LE ORIGINI – LA FAMIGLIA MELOCCHI

A chi percorre la carrozzabile, o la ferrovia da Medesano a Fornovo, sulla destra dopo Felegara non può sfuggire la vista di un bell’edificio stile liberty: è la Casa di Cura Ramiola, in origine conosciuta come lo ‘stabilimento’. 

Costruita nel 1903 su iniziativa di Luigi Devoto, medico del lavoro, che vi si recava in villeggiatura con gli amici, sorge sulla vecchia linea ferroviaria Milano-Roma, detta ‘linea dei deputati’. Il progetto di costruzione fu affidato all’architetto Alfredo Provinciali, che fece erigere l’ala nord e l’avancorpo centrale, a cui, nel 1904, fu aggiunta l’ala sud, per aumentarne la capienza.

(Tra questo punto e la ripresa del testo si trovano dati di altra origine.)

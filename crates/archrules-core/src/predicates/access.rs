//! Predicates over accesses and access targets.

use crate::model::{AccessTarget, JavaAccess, JavaClass};
use crate::predicate::DescribedPredicate;

/// Origin owner and target owner share a package; described as `in the same package`.
#[must_use]
pub fn target_has_owner_in_same_package() -> DescribedPredicate<JavaAccess> {
    DescribedPredicate::new("in the same package", |a: &JavaAccess| {
        a.origin_owner().package_name() == a.target_owner().package_name()
    })
}

/// The target owner satisfies `predicate`.
#[must_use]
pub fn target_owner(predicate: DescribedPredicate<JavaClass>) -> DescribedPredicate<JavaAccess> {
    let description = format!("target owner {}", predicate.description());
    DescribedPredicate::new(description, move |a: &JavaAccess| {
        predicate.test(&a.target_owner())
    })
}

/// The target satisfies `predicate`.
#[must_use]
pub fn target(predicate: DescribedPredicate<AccessTarget>) -> DescribedPredicate<JavaAccess> {
    let description = format!("target {}", predicate.description());
    DescribedPredicate::new(description, move |a: &JavaAccess| predicate.test(&a.target()))
}

/// The origin owner satisfies `predicate`.
#[must_use]
pub fn origin_owner(predicate: DescribedPredicate<JavaClass>) -> DescribedPredicate<JavaAccess> {
    let description = format!("origin owner {}", predicate.description());
    DescribedPredicate::new(description, move |a: &JavaAccess| {
        predicate.test(&a.origin_owner())
    })
}

/// Method calls and references only.
#[must_use]
pub fn method_calls() -> DescribedPredicate<JavaAccess> {
    DescribedPredicate::new("method calls", |a: &JavaAccess| {
        !a.kind().is_field_access() && !a.kind().is_constructor()
    })
}

/// Constructor calls and references only.
#[must_use]
pub fn constructor_calls() -> DescribedPredicate<JavaAccess> {
    DescribedPredicate::new("constructor calls", |a: &JavaAccess| a.kind().is_constructor())
}

/// Field reads and writes only.
#[must_use]
pub fn field_accesses() -> DescribedPredicate<JavaAccess> {
    DescribedPredicate::new("field accesses", |a: &JavaAccess| a.kind().is_field_access())
}

/// Calls to a method named `method` on an owner assignable to any of `owners`.
#[must_use]
pub fn calls_method_on_any(method: &str, owners: &[&str]) -> DescribedPredicate<JavaAccess> {
    let method_name = method.to_string();
    let owner_names: Vec<String> = owners.iter().map(|o| (*o).to_string()).collect();
    let description = format!("calls {method} on any of {}", owners.join(", "));
    DescribedPredicate::new(description, move |a: &JavaAccess| {
        !a.kind().is_field_access()
            && a.target().name() == method_name
            && owner_names
                .iter()
                .any(|o| a.target_owner().is_assignable_to(o))
    })
}

#[cfg(test)]
mod tests {
    use super::*;
    use crate::model::{AccessDto, ClassDto, ClassGraph, MethodDto, ModelDocument};
    use crate::predicates::class::assignable_to;
    use crate::predicates::name;

    fn accesses() -> Vec<JavaAccess> {
        let graph = ClassGraph::from_document(
            ModelDocument::new()
                .with_class(
                    ClassDto::new("p1.A").with_method(
                        MethodDto::new("run")
                            .with_access(AccessDto::call("p1.B", "go"))
                            .with_access(AccessDto::call("p2.Tasks", "getByName"))
                            .with_access(AccessDto::construct("p2.Thing"))
                            .with_access(AccessDto::get_field("p2.Thing", "x")),
                    ),
                )
                .with_class(ClassDto::new("p2.Tasks").implementing("org.gradle.api.tasks.TaskContainer")),
        )
        .unwrap();
        graph.get("p1.A").unwrap().accesses_from_self()
    }

    #[test]
    fn same_package_access() {
        let all = accesses();
        let p = target_has_owner_in_same_package();
        assert!(p.test(&all[0]));
        assert!(!p.test(&all[1]));
        assert_eq!(p.description(), "in the same package");
    }

    #[test]
    fn target_predicates() {
        let all = accesses();
        let by_name = target(name::<AccessTarget>("getByName"));
        assert!(by_name.test(&all[1]));
        assert!(!by_name.test(&all[0]));
        assert_eq!(by_name.description(), "target name 'getByName'");
        assert!(target_owner(assignable_to("org.gradle.api.tasks.TaskContainer")).test(&all[1]));
        let on_container =
            calls_method_on_any("getByName", &["org.gradle.api.tasks.TaskContainer"]);
        assert!(on_container.test(&all[1]));
        assert!(!on_container.test(&all[0]));
    }

    #[test]
    fn access_kinds() {
        let all = accesses();
        assert!(method_calls().test(&all[0]));
        assert!(constructor_calls().test(&all[2]));
        assert!(field_accesses().test(&all[3]));
        assert!(!method_calls().test(&all[3]));
    }
}
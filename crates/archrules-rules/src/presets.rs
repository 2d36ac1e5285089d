//! Rule set presets.

use std::fmt;
use std::str::FromStr;

use archrules_core::RuleSetBox;

use crate::{
    CveRules, DeprecationRules, GradlePluginRules, GuavaRules, JavaxRules, JodaRules,
    NullabilityRules, TestcontainersRules,
};

/// Named groups of rule sets.
#[derive(Debug, Clone, Copy, PartialEq, Eq, Default)]
pub enum Preset {
    /// Every built-in set.
    #[default]
    All,
    /// Library migrations: deprecation, Guava, Javax, Joda and Testcontainers.
    Migration,
    /// Known vulnerable call sites only.
    Security,
}

impl Preset {
    /// Every preset, in display order.
    pub const ALL: [Self; 3] = [Self::All, Self::Migration, Self::Security];

    /// Preset name as accepted by [`FromStr`].
    #[must_use]
    pub fn name(self) -> &'static str {
        match self {
            Self::All => "all",
            Self::Migration => "migration",
            Self::Security => "security",
        }
    }

    /// Returns the rule sets of this preset.
    #[must_use]
    pub fn rule_sets(self) -> Vec<RuleSetBox> {
        match self {
            Self::All => all_rule_sets(),
            Self::Migration => vec![
                Box::new(DeprecationRules),
                Box::new(GuavaRules),
                Box::new(JavaxRules),
                Box::new(JodaRules),
                Box::new(TestcontainersRules),
            ],
            Self::Security => vec![Box::new(CveRules)],
        }
    }
}

impl fmt::Display for Preset {
    fn fmt(&self, f: &mut fmt::Formatter<'_>) -> fmt::Result {
        f.write_str(self.name())
    }
}

impl FromStr for Preset {
    type Err = String;

    fn from_str(s: &str) -> Result<Self, Self::Err> {
        Self::ALL
            .into_iter()
            .find(|p| p.name().eq_ignore_ascii_case(s))
            .ok_or_else(|| format!("unknown preset '{s}' (expected all, migration or security)"))
    }
}

/// Returns every built-in rule set.
#[must_use]
pub fn all_rule_sets() -> Vec<RuleSetBox> {
    vec![
        Box::new(DeprecationRules),
        Box::new(TestcontainersRules),
        Box::new(GradlePluginRules),
        Box::new(GuavaRules),
        Box::new(JavaxRules),
        Box::new(JodaRules),
        Box::new(NullabilityRules),
        Box::new(CveRules),
    ]
}

/// Looks up a built-in rule set by name.
#[must_use]
pub fn rule_set(name: &str) -> Option<RuleSetBox> {
    all_rule_sets().into_iter().find(|s| s.name() == name)
}
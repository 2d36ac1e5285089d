//! Ready-made conditions for rule bodies.

use super::{AnyDependencyCondition, AnyMatchCondition, ArchCondition};
use crate::model::{
    AccessKind, CanBeAnnotated, Dependency, Entity, HasModifiers, JavaAccess, JavaClass,
    JavaField, JavaMethod, Modifier,
};
use crate::predicate::DescribedPredicate;
use crate::predicates::{self, dependency, member};

/// Any direct dependency from the class satisfies `predicate`.
#[must_use]
pub fn have_any_dependencies_that(
    predicate: DescribedPredicate<Dependency>,
) -> AnyDependencyCondition {
    AnyMatchCondition::new(
        format!("have any dependencies that {}", predicate.description()),
        predicate,
        JavaClass::direct_dependencies_from_self,
    )
}

/// Any direct dependency targets a class satisfying `predicate`.
#[must_use]
pub fn depend_on_classes_that(predicate: DescribedPredicate<JavaClass>) -> AnyDependencyCondition {
    let description = format!("depend on classes that {}", predicate.description());
    have_any_dependencies_that(dependency::target_class(predicate)).described_as(description)
}

/// Any access from the class satisfies `predicate`.
#[must_use]
pub fn access_target_where(
    predicate: DescribedPredicate<JavaAccess>,
) -> AnyMatchCondition<JavaAccess> {
    AnyMatchCondition::new(
        format!("access target where {}", predicate.description()),
        predicate,
        JavaClass::accesses_from_self,
    )
}

/// Any method call or method reference from the class satisfies `predicate`.
#[must_use]
pub fn call_method_where(
    predicate: DescribedPredicate<JavaAccess>,
) -> AnyMatchCondition<JavaAccess> {
    AnyMatchCondition::new(
        format!("call method where {}", predicate.description()),
        predicate,
        |class: &JavaClass| accesses_of(class, |k| !k.is_field_access() && !k.is_constructor()),
    )
}

/// Any constructor call or reference from the class satisfies `predicate`.
#[must_use]
pub fn call_constructor_where(
    predicate: DescribedPredicate<JavaAccess>,
) -> AnyMatchCondition<JavaAccess> {
    AnyMatchCondition::new(
        format!("call constructor where {}", predicate.description()),
        predicate,
        |class: &JavaClass| accesses_of(class, AccessKind::is_constructor),
    )
}

/// Calls `owner.name(parameters)` with `owner` matched exactly.
#[must_use]
pub fn call_method(owner: &str, name: &str, parameters: &[&str]) -> AnyMatchCondition<JavaAccess> {
    let signature = format!("{owner}.{name}({})", parameters.join(", "));
    let owner = owner.to_string();
    let name = name.to_string();
    let parameters: Vec<String> = parameters.iter().map(ToString::to_string).collect();
    let matcher = DescribedPredicate::new(signature.clone(), move |a: &JavaAccess| {
        let target = a.target();
        target.owner().name() == owner
            && target.name() == name
            && target.parameter_type_names() == parameters
    });
    call_method_where(matcher).described_as(format!("call method {signature}"))
}

fn accesses_of(class: &JavaClass, kind: impl Fn(AccessKind) -> bool) -> Vec<JavaAccess> {
    class
        .accesses_from_self()
        .into_iter()
        .filter(|a| kind(a.kind()))
        .collect()
}

/// `have modifier <m>`.
#[must_use]
pub fn have_modifier<T>(modifier: Modifier) -> ArchCondition<T>
where
    T: Entity + HasModifiers + 'static,
{
    ArchCondition::have(predicates::modifier(modifier))
}

/// `be annotated with @<type>`.
#[must_use]
pub fn be_annotated_with<T>(type_name: &str) -> ArchCondition<T>
where
    T: Entity + CanBeAnnotated + 'static,
{
    ArchCondition::be(predicates::annotated_with(type_name))
}

/// `have raw type <type>` for fields.
#[must_use]
pub fn have_raw_type(type_name: &str) -> ArchCondition<JavaField> {
    let predicate = member::have_raw_type(type_name).described_as(format!("raw type {type_name}"));
    ArchCondition::have(predicate)
}

/// `have raw parameter types [..]` for code units.
#[must_use]
pub fn have_raw_parameter_types<I, S>(types: I) -> ArchCondition<JavaMethod>
where
    I: IntoIterator<Item = S>,
    S: Into<String>,
{
    let types: Vec<String> = types.into_iter().map(Into::into).collect();
    let description = format!("raw parameter types [{}]", types.join(", "));
    ArchCondition::have(member::have_raw_parameter_types(types).described_as(description))
}

#[cfg(test)]
mod tests {
    use super::*;
    use crate::condition::{never, ViolationEvent};
    use crate::model::{AccessDto, ClassDto, ClassGraph, FieldDto, MethodDto, ModelDocument};
    use crate::predicates::access::target_owner;
    use crate::predicates::class::{reside_in_a_package, simple_name};

    fn graph() -> ClassGraph {
        ClassGraph::from_document(
            ModelDocument::new()
                .with_class(
                    ClassDto::new("app.Service")
                        .with_field(FieldDto::new("count", "int"))
                        .with_method(
                            MethodDto::new("run")
                                .with_access(AccessDto::construct("lib.Client").at_line(3))
                                .with_access(
                                    AccessDto::call("lib.Client", "send")
                                        .with_parameters(["java.lang.String"])
                                        .at_line(4),
                                )
                                .with_access(AccessDto::get_field("lib.Client", "TIMEOUT").at_line(5)),
                        ),
                )
                .with_class(ClassDto::new("app.Idle")),
        )
        .unwrap()
    }

    fn messages(condition: &ArchCondition<JavaClass>, class: &str) -> Vec<String> {
        condition
            .check(&graph().get(class).unwrap())
            .into_iter()
            .filter(ViolationEvent::is_violation)
            .flat_map(|e| e.messages().to_vec())
            .collect()
    }

    #[test]
    fn access_kinds_are_separated() {
        let to_lib = || target_owner(reside_in_a_package("lib.."));
        let calls = never(ArchCondition::from(call_method_where(to_lib())));
        assert_eq!(
            messages(&calls, "app.Service"),
            vec!["Method <app.Service.run()> calls method <lib.Client.send(java.lang.String)> in (Service.java:4)"]
        );
        let constructors = never(ArchCondition::from(call_constructor_where(to_lib())));
        assert_eq!(messages(&constructors, "app.Service").len(), 1);
        let all = never(ArchCondition::from(access_target_where(to_lib())));
        assert_eq!(messages(&all, "app.Service").len(), 3);
    }

    #[test]
    fn call_method_matches_exact_signature() {
        let exact = call_method("lib.Client", "send", &["java.lang.String"]);
        assert_eq!(exact.description(), "call method lib.Client.send(java.lang.String)");
        assert_eq!(messages(&never(ArchCondition::from(exact)), "app.Service").len(), 1);
        let other = call_method("lib.Client", "send", &[]);
        assert!(messages(&never(ArchCondition::from(other)), "app.Service").is_empty());
    }

    #[test]
    fn depend_on_classes_that_describes_itself() {
        let c = depend_on_classes_that(simple_name("Client"));
        assert_eq!(c.description(), "depend on classes that simple name 'Client'");
        assert!(messages(&never(ArchCondition::from(c.clone())), "app.Idle").is_empty());
        assert!(!messages(&never(ArchCondition::from(c)), "app.Service").is_empty());
    }

    #[test]
    fn member_conditions_phrase_messages() {
        let g = graph();
        let field = g.get("app.Service").unwrap().fields().remove(0);
        let c = have_modifier::<JavaField>(Modifier::Final);
        assert_eq!(c.description(), "have modifier FINAL");
        assert_eq!(
            c.check(&field)[0].messages(),
            ["Field <app.Service.count> does not have modifier FINAL"]
        );
        assert!(!have_raw_type("int").check(&field)[0].is_violation());

        let method = g.get("app.Service").unwrap().methods().remove(0);
        let annotated = be_annotated_with::<JavaMethod>("org.junit.jupiter.api.Test");
        assert_eq!(
            annotated.check(&method)[0].messages(),
            ["Method <app.Service.run()> is not annotated with @Test"]
        );
        assert!(!have_raw_parameter_types(Vec::<String>::new()).check(&method)[0].is_violation());
    }
}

All’epoca, per Parma e provincia, lo ‘stabilimento’ rappresentò una novità assoluta, primo esempio di edificio in cemento armato in raffinato stile liberty classico. All’interno, assai ammirata, era la sala della musica, affrescata con particolare bravura dall’artista Amedeo Bocchi.

In quegli anni, il ponte di Fornovo non esisteva ancora e per raggiungere la frazione di Ramiola bisognava guadare il Taro nei periodi di magra, o farsi trasportare a braccia, o in barca, quando le acque abbondavano. Un’altra via per raggiungere la struttura era la ferrovia, con capolinea a Castelguelfo (Nocetodo), dove ad attendere gli ospiti c’era una sontuosa carrozza.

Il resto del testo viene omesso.